▶ [How to complete this task]
Work out how many lines below contain the word "QueryBackend". Only the number is wanted.

(Items from a data source)
= = = = =

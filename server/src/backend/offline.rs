//! Offline backend with deterministic, simulated responses.

use async_trait::async_trait;

use super::{BackendError, BackendModeKind, QueryBackend};

/// Backend used when no API key is configured.
///
/// Every response embeds the query text verbatim and is clearly marked as
/// simulated. Never fails and never performs I/O.
#[derive(Debug, Clone, Copy, Default)]
pub struct OfflineBackend;

impl OfflineBackend {
    #[must_use]
    pub fn answer(text: &str) -> String {
        format!(
            "Test Mode Response: You asked about \"{text}\". This is a simulated response \
             since no OpenAI API key is configured. To get real AI responses, please add \
             your OpenAI API key to the .env file."
        )
    }

    #[must_use]
    pub fn sql(text: &str) -> String {
        format!(
            "SELECT 'Test Mode - No OpenAI key configured' as message, '{text}' as original_query;"
        )
    }
}

#[async_trait]
impl QueryBackend for OfflineBackend {
    fn mode(&self) -> BackendModeKind {
        BackendModeKind::Offline
    }

    async fn process_query(&self, text: &str) -> Result<String, BackendError> {
        Ok(Self::answer(text))
    }

    async fn generate_sql(&self, text: &str) -> Result<String, BackendError> {
        Ok(Self::sql(text))
    }
}

#[cfg(test)]
mod tests {
    use super::*;

    fn queries() -> Vec<String> {
        vec![
            String::new(),
            "What is blockchain?".to_string(),
            "Empty query: ".to_string(),
            format!("Long query: {}", "blockchain ".repeat(50)),
            "Special chars: $100 > $50 & < $200".to_string(),
            "quotes \"inside\" and 'single'".to_string(),
        ]
    }

    #[tokio::test]
    async fn test_process_query_embeds_text_and_marker() {
        for query in queries() {
            let result = OfflineBackend.process_query(&query).await.unwrap();
            assert!(result.contains("Test Mode Response"));
            assert!(result.contains("simulated response"));
            assert!(result.contains(&query));
        }
    }

    #[tokio::test]
    async fn test_generate_sql_embeds_text_and_marker() {
        for query in queries() {
            let sql = OfflineBackend.generate_sql(&query).await.unwrap();
            assert!(sql.contains("SELECT"));
            assert!(sql.contains("Test Mode"));
            assert!(sql.contains(&query));
        }
    }

    #[tokio::test]
    async fn test_responses_are_deterministic() {
        let first = OfflineBackend.process_query("latest blocks").await;
        let second = OfflineBackend.process_query("latest blocks").await;
        assert_eq!(first, second);
        assert_eq!(OfflineBackend.mode(), BackendModeKind::Offline);
    }
}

= = = = =

▶ [Exercise output]
2